Lawless Lawyer () is a 2018 South Korean television series  ran  starring Lee Joon-gi, Seo Yea-ji, Lee Hye-young, and Choi Min-soo. The series was written by Yoon Hyun-ho and directed by Kim Jin-min. The series is set in the fictional city of Kisung which is described as lawless and corrupt.

The series follows characters Bong Sang-pil and Ha Jae-yi who form the Lawless Law Firm. Sang-pil, a former gangster turned lawyer, seeks to avenge his mother and fight against those with absolute power. He often resorts to using his fists and loopholes in the law to achieve his goals. Ha Jae-yi is a lawyer of high integrity who works with Sang-pil after she is suspended for assaulting a judge. Together they use the law to fight for justice against corrupt judge Cha Moon-sook and her associates.

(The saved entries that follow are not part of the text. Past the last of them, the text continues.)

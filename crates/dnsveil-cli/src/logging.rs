//! Logging initialization

use anyhow::{Context, Result};
use tracing::Level;
use tracing_subscriber::{fmt, prelude::*, EnvFilter};

use crate::args::{Args, LogFormat};

/// Initialize logging based on CLI arguments
pub fn init(args: &Args) -> Result<()> {
    // Determine log level
    let level = if args.quiet {
        Level::ERROR
    } else {
        match args.verbose {
            0 => Level::INFO,
            1 => Level::DEBUG,
            _ => Level::TRACE,
        }
    };

    // Build env filter
    let env_filter = EnvFilter::builder()
        .with_default_directive(level.into())
        .from_env_lossy();

    // Set up subscriber based on format
    match args.log_format {
        LogFormat::Text => {
            let subscriber = tracing_subscriber::registry().with(env_filter).with(
                fmt::layer()
                    .with_target(args.verbose >= 2)
                    .with_thread_ids(args.verbose >= 3)
                    .with_file(args.verbose >= 3)
                    .with_line_number(args.verbose >= 3),
            );

            if let Some(ref log_file) = args.log_file {
                let file = std::fs::File::create(log_file)
                    .with_context(|| format!("Failed to create log file: {}", log_file))?;
                let file_layer = fmt::layer().with_ansi(false).with_writer(file);
                subscriber.with(file_layer).init();
            } else {
                subscriber.init();
            }
        }
        LogFormat::Json => {
            let subscriber = tracing_subscriber::registry()
                .with(env_filter)
                .with(fmt::layer().json());

            if let Some(ref log_file) = args.log_file {
                let file = std::fs::File::create(log_file)
                    .with_context(|| format!("Failed to create log file: {}", log_file))?;
                let file_layer = fmt::layer().json().with_writer(file);
                subscriber.with(file_layer).init();
            } else {
                subscriber.init();
            }
        }
        LogFormat::Compact => {
            let subscriber = tracing_subscriber::registry()
                .with(env_filter)
                .with(fmt::layer().compact());
            subscriber.init();
        }
    }

    Ok(())
}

Lawless Lawyer premiered on tvN on May 12, 2018. It concluded on July 1, 2018 with the airing of the 16th episode. The series was a commercial hit and became one of the highest-rated Korean dramas in cable television history.

Plot

Background
18 years prior to the events of the series, Cha Moon-sook murders a man critical of her late father. She then orders gangster Ahn Oh-joo to cover it up. Lawyer Cho Jin-ae discovers the truth of the event due to pictures taken by Noh Hyung-joo. Oh-joo murders Jin-ae but her young son Sang-pil escapes with the help of Hyung-joo. Sang-pil flees to his uncle Choi Dae-woong, who is a gangster in Seoul. Hyung-joo is forced to leave her husband and young daughter Ha Jae-yi behind to flee the country. Moon-sook becomes a prominent judge and is seen as a pillar of the community. Oh-joo becomes the boss of large corporation and gains wealth. Sang-pil and Jae-yi both become lawyers in the city of Seoul.

Synopsis
An adult Sang-pil leaves his lucrative practice in Seoul and returns to Kisung to bring those responsible for his mother's death to justice. He takes over a loan shark business and converts it into the Lawless Law Firm. Jae-yi is suspended from practicing law after assaulting a judge, loses her job, and also returns home to Kisung. She soon ends up working for Sang-pil, and later becomes his partner when reinstated as a lawyer. After learning the truth about Moon-sook, she joins Sang-pil in his pursuit of justice for the wrong done to their mothers. Together, they use the law to fight against Moon-sook and her associates. Over time, they fall in love.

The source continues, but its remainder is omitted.